*** Begin section ***

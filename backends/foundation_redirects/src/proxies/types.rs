use std::collections::BTreeMap;
use std::net::Ipv4Addr;

use percent_encoding::percent_decode_str;
use serde::Deserialize;

/// A proxy configured as a structured entry instead of a bare URL.
#[derive(Debug, Clone, PartialEq, Eq, Deserialize)]
pub struct ProxyEntry {
    pub url: String,
    #[serde(default)]
    pub username: Option<String>,
    #[serde(default)]
    pub password: Option<String>,
}

/// A proxy value: either a plain URL string or a structured entry.
#[derive(Debug, Clone, PartialEq, Eq, Deserialize)]
#[serde(untagged)]
pub enum ProxyValue {
    Url(String),
    Entry(ProxyEntry),
}

impl ProxyValue {
    #[must_use]
    pub fn url(&self) -> &str {
        match self {
            Self::Url(url) => url,
            Self::Entry(entry) => &entry.url,
        }
    }

    /// Credentials to present to the proxy.
    ///
    /// Structured entries use their explicit credentials; otherwise the
    /// percent-decoded userinfo of the proxy URL is used. Returns `None`
    /// unless both a username and a password are present.
    #[must_use]
    pub fn credentials(&self) -> Option<(String, String)> {
        if let Self::Entry(ProxyEntry {
            username: Some(username),
            password: Some(password),
            ..
        }) = self
        {
            if !username.is_empty() && !password.is_empty() {
                return Some((username.clone(), password.clone()));
            }
        }
        auth_from_url(self.url())
    }
}

impl From<&str> for ProxyValue {
    fn from(value: &str) -> Self {
        Self::Url(value.to_string())
    }
}

impl From<String> for ProxyValue {
    fn from(value: String) -> Self {
        Self::Url(value)
    }
}

/// Extracts percent-decoded `(username, password)` from a URL's userinfo.
#[must_use]
pub fn auth_from_url(url: &str) -> Option<(String, String)> {
    let parsed = ::url::Url::parse(url).ok()?;
    let username = percent_decode_str(parsed.username())
        .decode_utf8_lossy()
        .into_owned();
    let password = percent_decode_str(parsed.password()?)
        .decode_utf8_lossy()
        .into_owned();

    if username.is_empty() || password.is_empty() {
        return None;
    }
    Some((username, password))
}

/// Key under which a per-call no-proxy override may be stored in a [`ProxyMap`].
pub const NO_PROXY_KEY: &str = "no_proxy";

/// Mapping from a proxy key (`scheme://host`, `scheme`, `all://host`, `all`)
/// to a proxy.
#[derive(Debug, Clone, Default, PartialEq, Eq, Deserialize)]
#[serde(transparent)]
pub struct ProxyMap {
    inner: BTreeMap<String, ProxyValue>,
}

impl ProxyMap {
    #[must_use]
    pub fn new() -> Self {
        Self::default()
    }

    #[must_use]
    pub fn with(mut self, key: impl Into<String>, value: impl Into<ProxyValue>) -> Self {
        self.insert(key, value);
        self
    }

    pub fn insert(&mut self, key: impl Into<String>, value: impl Into<ProxyValue>) {
        self.inner.insert(key.into(), value.into());
    }

    /// Inserts `value` only if `key` is not already present.
    pub fn set_default(&mut self, key: impl Into<String>, value: impl Into<ProxyValue>) {
        self.inner.entry(key.into()).or_insert_with(|| value.into());
    }

    #[must_use]
    pub fn get(&self, key: &str) -> Option<&ProxyValue> {
        self.inner.get(key)
    }

    #[must_use]
    pub fn contains_key(&self, key: &str) -> bool {
        self.inner.contains_key(key)
    }

    pub fn remove(&mut self, key: &str) -> Option<ProxyValue> {
        self.inner.remove(key)
    }

    #[must_use]
    pub fn is_empty(&self) -> bool {
        self.inner.is_empty()
    }

    #[must_use]
    pub fn len(&self) -> usize {
        self.inner.len()
    }

    pub fn iter(&self) -> impl Iterator<Item = (&String, &ProxyValue)> + '_ {
        self.inner.iter()
    }

    /// The per-call no-proxy override stored under [`NO_PROXY_KEY`].
    #[must_use]
    pub fn no_proxy(&self) -> Option<&str> {
        self.get(NO_PROXY_KEY).map(ProxyValue::url)
    }
}

impl<K, V> FromIterator<(K, V)> for ProxyMap
where
    K: Into<String>,
    V: Into<ProxyValue>,
{
    fn from_iter<I: IntoIterator<Item = (K, V)>>(iter: I) -> Self {
        let mut map = Self::new();
        for (key, value) in iter {
            map.insert(key, value);
        }
        map
    }
}

/// A parsed no-proxy list: comma separated host suffixes, exact IPv4
/// addresses or IPv4 CIDR networks.
#[derive(Debug, Clone, Default, PartialEq, Eq)]
pub struct NoProxyList {
    entries: Vec<String>,
}

impl NoProxyList {
    /// Splits on commas after removing spaces, dropping empty entries.
    #[must_use]
    pub fn parse(raw: &str) -> Self {
        let entries = raw
            .replace(' ', "")
            .split(',')
            .filter(|entry| !entry.is_empty())
            .map(str::to_string)
            .collect();
        Self { entries }
    }

    #[must_use]
    pub fn entries(&self) -> &[String] {
        &self.entries
    }

    #[must_use]
    pub fn is_empty(&self) -> bool {
        self.entries.is_empty()
    }

    /// Matches an IPv4 host against CIDR entries or exact addresses.
    ///
    /// Malformed CIDR entries never match.
    #[must_use]
    pub fn matches_ipv4(&self, host: &str) -> bool {
        self.entries.iter().any(|entry| {
            if is_valid_cidr(entry) {
                address_in_network(host, entry)
            } else {
                host == entry
            }
        })
    }

    /// Matches a hostname by suffix, with and without its port.
    #[must_use]
    pub fn matches_host(&self, hostname: &str, port: Option<u16>) -> bool {
        let host_with_port = match port {
            Some(port) => format!("{hostname}:{port}"),
            None => hostname.to_string(),
        };

        self.entries
            .iter()
            .any(|entry| hostname.ends_with(entry.as_str()) || host_with_port.ends_with(entry.as_str()))
    }
}

/// True if `candidate` is a dotted IPv4 address.
#[must_use]
pub fn is_ipv4_address(candidate: &str) -> bool {
    candidate.parse::<Ipv4Addr>().is_ok()
}

/// True if `network` is `a.b.c.d/mask` with a mask in `1..=32`.
#[must_use]
pub fn is_valid_cidr(network: &str) -> bool {
    if network.matches('/').count() != 1 {
        return false;
    }

    let Some((address, mask)) = network.split_once('/') else {
        return false;
    };

    let Ok(mask) = mask.parse::<u8>() else {
        return false;
    };

    (1..=32).contains(&mask) && is_ipv4_address(address)
}

/// True if `ip` lies within the CIDR `network`. Any parse failure is a
/// non-match.
#[must_use]
pub fn address_in_network(ip: &str, network: &str) -> bool {
    let Ok(ip) = ip.parse::<Ipv4Addr>() else {
        return false;
    };
    let Some((address, bits)) = network.split_once('/') else {
        return false;
    };
    let Ok(address) = address.parse::<Ipv4Addr>() else {
        return false;
    };
    let Ok(bits) = bits.parse::<u32>() else {
        return false;
    };
    if !(1..=32).contains(&bits) {
        return false;
    }

    let netmask = u32::MAX << (32 - bits);
    (u32::from(ip) & netmask) == (u32::from(address) & netmask)
}
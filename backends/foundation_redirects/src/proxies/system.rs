//! System-level proxy bypass facilities.
//!
//! WHY: After explicit no-proxy matching fails, the platform gets a final say
//! on whether a host should skip the proxy. On Unix-like systems that
//! facility is driven by the `no_proxy` environment variable.
//!
//! WHAT: The [`SystemProxyBypass`] trait plus three implementations:
//! - [`EnvironmentProxyBypass`] evaluates the facility purely from the
//!   [`BypassContext`] it is handed.
//! - [`ProcessProxyBypass`] is the integration point that really needs the
//!   process environment: it installs the override with a [`ScopedEnvVar`]
//!   and reads the variable back from the process.
//! - [`NoSystemBypass`] never bypasses.

use super::{Environment, ProcessEnvironment, ProxyBypassError, ScopedEnvVar};

/// Immutable inputs handed to a bypass facility.
pub struct BypassContext<'a> {
    /// The caller's original no-proxy override, untouched by earlier
    /// environment fallback.
    pub no_proxy_override: Option<&'a str>,
    /// Environment view used when no override is given.
    pub env: &'a dyn Environment,
}

impl BypassContext<'_> {
    /// The no-proxy value the facility should see: the override when given,
    /// otherwise the environment's own value.
    #[must_use]
    pub fn effective_no_proxy(&self) -> Option<String> {
        match self.no_proxy_override {
            Some(value) => Some(value.to_string()),
            None => self.env.proxy_var("no_proxy"),
        }
    }
}

/// A platform facility deciding whether `hostname` bypasses proxies.
pub trait SystemProxyBypass: Send + Sync {
    /// # Errors
    ///
    /// Implementations may fail; callers treat any error as "no bypass".
    fn bypass(&self, hostname: &str, ctx: &BypassContext<'_>) -> Result<bool, ProxyBypassError>;
}

/// Applies the environment bypass rules for `host` against `no_proxy`.
///
/// `*` bypasses everything. Otherwise every comma separated entry is trimmed,
/// stripped of leading dots and lower-cased, and matches when the host (with
/// or without its port) equals it or ends with `.entry`.
///
/// # Errors
///
/// Returns [`ProxyBypassError::InvalidHost`] for an empty hostname.
pub fn bypass_from_no_proxy(host: &str, no_proxy: Option<&str>) -> Result<bool, ProxyBypassError> {
    if host.is_empty() {
        return Err(ProxyBypassError::InvalidHost(host.to_string()));
    }

    let Some(no_proxy) = no_proxy else {
        return Ok(false);
    };

    if no_proxy.trim() == "*" {
        return Ok(true);
    }

    let host = host.to_ascii_lowercase();
    let host_only = split_port(&host);

    for name in no_proxy.split(',') {
        let name = name.trim();
        if name.is_empty() {
            continue;
        }
        let name = name.trim_start_matches('.').to_ascii_lowercase();
        if host_only == name || host == name {
            return Ok(true);
        }
        let dotted = format!(".{name}");
        if host_only.ends_with(&dotted) || host.ends_with(&dotted) {
            return Ok(true);
        }
    }

    Ok(false)
}

fn split_port(host: &str) -> &str {
    match host.rsplit_once(':') {
        Some((head, port)) if !head.is_empty() && port.chars().all(|c| c.is_ascii_digit()) => head,
        _ => host,
    }
}

/// Evaluates the environment bypass rules from the context alone.
#[derive(Debug, Clone, Copy, Default)]
pub struct EnvironmentProxyBypass;

impl SystemProxyBypass for EnvironmentProxyBypass {
    fn bypass(&self, hostname: &str, ctx: &BypassContext<'_>) -> Result<bool, ProxyBypassError> {
        bypass_from_no_proxy(hostname, ctx.effective_no_proxy().as_deref())
    }
}

/// Evaluates the environment bypass rules against the real process
/// environment, with the caller's override installed for the duration of
/// the check.
#[derive(Debug, Clone, Copy, Default)]
pub struct ProcessProxyBypass;

impl SystemProxyBypass for ProcessProxyBypass {
    fn bypass(&self, hostname: &str, ctx: &BypassContext<'_>) -> Result<bool, ProxyBypassError> {
        let _scope = ScopedEnvVar::set("no_proxy", ctx.no_proxy_override);
        let no_proxy = ProcessEnvironment.proxy_var("no_proxy");
        bypass_from_no_proxy(hostname, no_proxy.as_deref())
    }
}

/// A facility that never bypasses.
#[derive(Debug, Clone, Copy, Default)]
pub struct NoSystemBypass;

impl SystemProxyBypass for NoSystemBypass {
    fn bypass(&self, _hostname: &str, _ctx: &BypassContext<'_>) -> Result<bool, ProxyBypassError> {
        Ok(false)
    }
}
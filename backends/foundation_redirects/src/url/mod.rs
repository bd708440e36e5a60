//! URL handling for redirect targets.
//!
//! WHY: A `Location` header can be absolute, protocol-relative, path-relative
//! or carry characters that are not valid in a URL. Every follow-up request
//! needs a single canonical absolute URL.
//!
//! WHAT: Redirect target normalization with fragment carry-over, percent
//! re-quoting, and the (scheme, host, port) [`TrustBoundary`] used to decide
//! credential forwarding.

mod boundary;
mod error;
mod normalize;

pub use boundary::*;
pub use error::*;
pub use normalize::*;

/// Splits the scheme off a raw URL string without fully parsing it.
///
/// Returns `None` when the string has no syntactically valid scheme
/// (ALPHA *( ALPHA / DIGIT / "+" / "-" / "." ) followed by `:`).
#[must_use]
pub fn split_scheme(raw: &str) -> Option<(&str, &str)> {
    let colon = raw.find(':')?;
    let scheme = &raw[..colon];

    let mut chars = scheme.chars();
    let first = chars.next()?;
    if !first.is_ascii_alphabetic() {
        return None;
    }
    if !chars.all(|c| c.is_ascii_alphanumeric() || matches!(c, '+' | '-' | '.')) {
        return None;
    }

    Some((scheme, &raw[colon + 1..]))
}

/// Returns true if the raw URL string carries a network location
/// (`scheme://authority` or `//authority`).
#[must_use]
pub fn has_network_location(raw: &str) -> bool {
    let rest = match split_scheme(raw) {
        Some((_, rest)) => rest,
        None => raw,
    };

    match rest.strip_prefix("//") {
        Some(after) => {
            let end = after.find(['/', '?', '#']).unwrap_or(after.len());
            end > 0
        }
        None => false,
    }
}
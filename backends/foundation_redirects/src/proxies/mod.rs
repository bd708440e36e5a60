//! Proxy routing decisions for each hop.
//!
//! WHY: A redirect may move a request to a host that must not go through the
//! configured proxy (or must go through a different one).
//!
//! WHAT: No-proxy matching (`bypass`), the environment-backed bypass facility
//! (`system`), proxy selection and per-hop proxy rebuilding (`select`), and
//! the environment collaborator with its scoped mutation guard (`env`).

mod bypass;
mod env;
mod errors;
mod select;
mod system;
mod types;

pub use bypass::*;
pub use env::*;
pub use errors::*;
pub use select::*;
pub use system::*;
pub use types::*;
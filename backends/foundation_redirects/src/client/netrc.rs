//! Credentials from a `.netrc` file.
//!
//! WHY: A redirect that strips `Authorization` may land on a host the user
//! keeps credentials for. When the environment is trusted those credentials
//! are re-applied from the user's netrc file.
//!
//! WHAT: [`Netrc`] parses the `machine`/`default` entries of a netrc file,
//! [`netrc_path`] locates it (`$NETRC`, then `~/.netrc`, then `~/_netrc`) and
//! [`NetrcAuthenticator`] signs follow-up requests with the entry for their
//! host. Read and parse failures mean "no credentials".

use std::collections::BTreeMap;
use std::path::{Path, PathBuf};
use std::sync::Arc;

use derive_more::From;

use super::{Authenticator, PreparedRequest, AUTHORIZATION};
use crate::proxies::{basic_auth_value, Environment};

/// File names looked up in the home directory when `$NETRC` is unset.
pub const NETRC_FILES: [&str; 2] = [".netrc", "_netrc"];

#[derive(From, Debug)]
pub enum NetrcError {
    #[from]
    Io(std::io::Error),

    /// A token that is not part of the netrc grammar.
    #[from(ignore)]
    UnexpectedToken(String),

    /// A keyword at the end of the file without its value.
    #[from(ignore)]
    MissingValue(String),
}

impl std::error::Error for NetrcError {}

impl core::fmt::Display for NetrcError {
    fn fmt(&self, f: &mut std::fmt::Formatter<'_>) -> std::fmt::Result {
        match self {
            Self::Io(err) => write!(f, "Failed to read netrc file: {err}"),
            Self::UnexpectedToken(token) => write!(f, "Unexpected netrc token '{token}'"),
            Self::MissingValue(keyword) => write!(f, "Missing value after netrc '{keyword}'"),
        }
    }
}

/// One `machine` or `default` entry.
#[derive(Debug, Clone, Default, PartialEq, Eq)]
pub struct NetrcEntry {
    pub login: Option<String>,
    pub account: Option<String>,
    pub password: Option<String>,
}

impl NetrcEntry {
    /// `(user, password)` for Basic auth. An empty login falls back to the
    /// account name.
    #[must_use]
    pub fn credentials(&self) -> (String, String) {
        let user = match self.login.as_deref().filter(|login| !login.is_empty()) {
            Some(login) => login,
            None => self.account.as_deref().unwrap_or_default(),
        };
        (
            user.to_string(),
            self.password.clone().unwrap_or_default(),
        )
    }
}

/// A parsed netrc file.
#[derive(Debug, Clone, Default, PartialEq, Eq)]
pub struct Netrc {
    machines: BTreeMap<String, NetrcEntry>,
    default: Option<NetrcEntry>,
}

impl Netrc {
    /// Parses netrc text. `macdef` bodies are skipped up to the next blank
    /// line and `#` starts a comment running to the end of the line.
    ///
    /// # Errors
    ///
    /// Returns [`NetrcError`] for unknown tokens or keywords without values.
    pub fn parse(content: &str) -> Result<Self, NetrcError> {
        let mut netrc = Netrc::default();
        let mut current: Option<(Option<String>, NetrcEntry)> = None;
        let mut lines = content.lines();

        while let Some(line) = lines.next() {
            let mut tokens = line.split_whitespace();
            while let Some(token) = tokens.next() {
                if token.starts_with('#') {
                    break;
                }
                match token {
                    "machine" | "default" | "macdef" => {
                        if let Some((name, entry)) = current.take() {
                            netrc.store(name, entry);
                        }
                        match token {
                            "machine" => {
                                let name = tokens
                                    .next()
                                    .ok_or_else(|| NetrcError::MissingValue(token.to_string()))?;
                                current = Some((Some(name.to_string()), NetrcEntry::default()));
                            }
                            "default" => current = Some((None, NetrcEntry::default())),
                            _ => {
                                for body in lines.by_ref() {
                                    if body.trim().is_empty() {
                                        break;
                                    }
                                }
                                break;
                            }
                        }
                    }
                    "login" | "user" | "account" | "password" => {
                        let Some((_, entry)) = current.as_mut() else {
                            return Err(NetrcError::UnexpectedToken(token.to_string()));
                        };
                        let value = tokens
                            .next()
                            .ok_or_else(|| NetrcError::MissingValue(token.to_string()))?
                            .to_string();
                        match token {
                            "account" => entry.account = Some(value),
                            "password" => entry.password = Some(value),
                            _ => entry.login = Some(value),
                        }
                    }
                    other => return Err(NetrcError::UnexpectedToken(other.to_string())),
                }
            }
        }

        if let Some((name, entry)) = current.take() {
            netrc.store(name, entry);
        }
        Ok(netrc)
    }

    /// # Errors
    ///
    /// Returns [`NetrcError::Io`] when the file cannot be read, or the parse
    /// error of its content.
    pub fn from_path(path: &Path) -> Result<Self, NetrcError> {
        let content = std::fs::read_to_string(path)?;
        Self::parse(&content)
    }

    /// The entry for `host`, falling back to the `default` entry.
    #[must_use]
    pub fn authenticators(&self, host: &str) -> Option<&NetrcEntry> {
        self.machines.get(host).or(self.default.as_ref())
    }

    fn store(&mut self, name: Option<String>, entry: NetrcEntry) {
        match name {
            Some(name) => {
                self.machines.insert(name, entry);
            }
            None => self.default = Some(entry),
        }
    }
}

/// The netrc file to read: `$NETRC` when set, otherwise the first of
/// [`NETRC_FILES`] present in the home directory.
#[must_use]
pub fn netrc_path(env: &dyn Environment) -> Option<PathBuf> {
    let candidates: Vec<PathBuf> = match env.get("NETRC") {
        Some(explicit) => vec![expand_home(&explicit, env)?],
        None => {
            let home = home_dir(env)?;
            NETRC_FILES.iter().map(|name| home.join(name)).collect()
        }
    };
    candidates.into_iter().find(|path| path.exists())
}

fn home_dir(env: &dyn Environment) -> Option<PathBuf> {
    env.get("HOME")
        .or_else(|| env.get("USERPROFILE"))
        .filter(|home| !home.is_empty())
        .map(PathBuf::from)
}

fn expand_home(path: &str, env: &dyn Environment) -> Option<PathBuf> {
    match path.strip_prefix("~/") {
        Some(rest) => home_dir(env).map(|home| home.join(rest)),
        None => Some(PathBuf::from(path)),
    }
}

/// Netrc credentials for the host of `url`, if any.
#[must_use]
pub fn get_netrc_auth(url: &str, env: &dyn Environment) -> Option<(String, String)> {
    let path = netrc_path(env)?;
    let parsed = ::url::Url::parse(url).ok()?;
    let host = parsed.host_str()?;

    match Netrc::from_path(&path) {
        Ok(netrc) => netrc.authenticators(host).map(NetrcEntry::credentials),
        Err(err) => {
            tracing::debug!("Skipping netrc auth from {}: {}", path.display(), err);
            None
        }
    }
}

/// Signs requests with Basic credentials from the netrc file.
#[derive(Clone)]
pub struct NetrcAuthenticator {
    env: Arc<dyn Environment>,
}

impl NetrcAuthenticator {
    #[must_use]
    pub fn new(env: Arc<dyn Environment>) -> Self {
        Self { env }
    }
}

impl std::fmt::Debug for NetrcAuthenticator {
    fn fmt(&self, f: &mut std::fmt::Formatter<'_>) -> std::fmt::Result {
        f.debug_struct("NetrcAuthenticator").finish_non_exhaustive()
    }
}

impl Authenticator for NetrcAuthenticator {
    fn authenticate(&self, request: &mut PreparedRequest) {
        if let Some((username, password)) = get_netrc_auth(&request.url, self.env.as_ref()) {
            tracing::debug!("Applying netrc credentials for {}", request.url);
            request
                .headers
                .insert(AUTHORIZATION, basic_auth_value(&username, &password));
        }
    }
}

*** End section ***

**TO DO**
Whichever lines of the records above hold the word "tracing" should all be copied out.

**SOLUTION TO THIS EXERCISE**
            tracing::debug!("Skipping netrc auth from {}: {}", path.display(), err);
            tracing::debug!("Applying netrc credentials for {}", request.url);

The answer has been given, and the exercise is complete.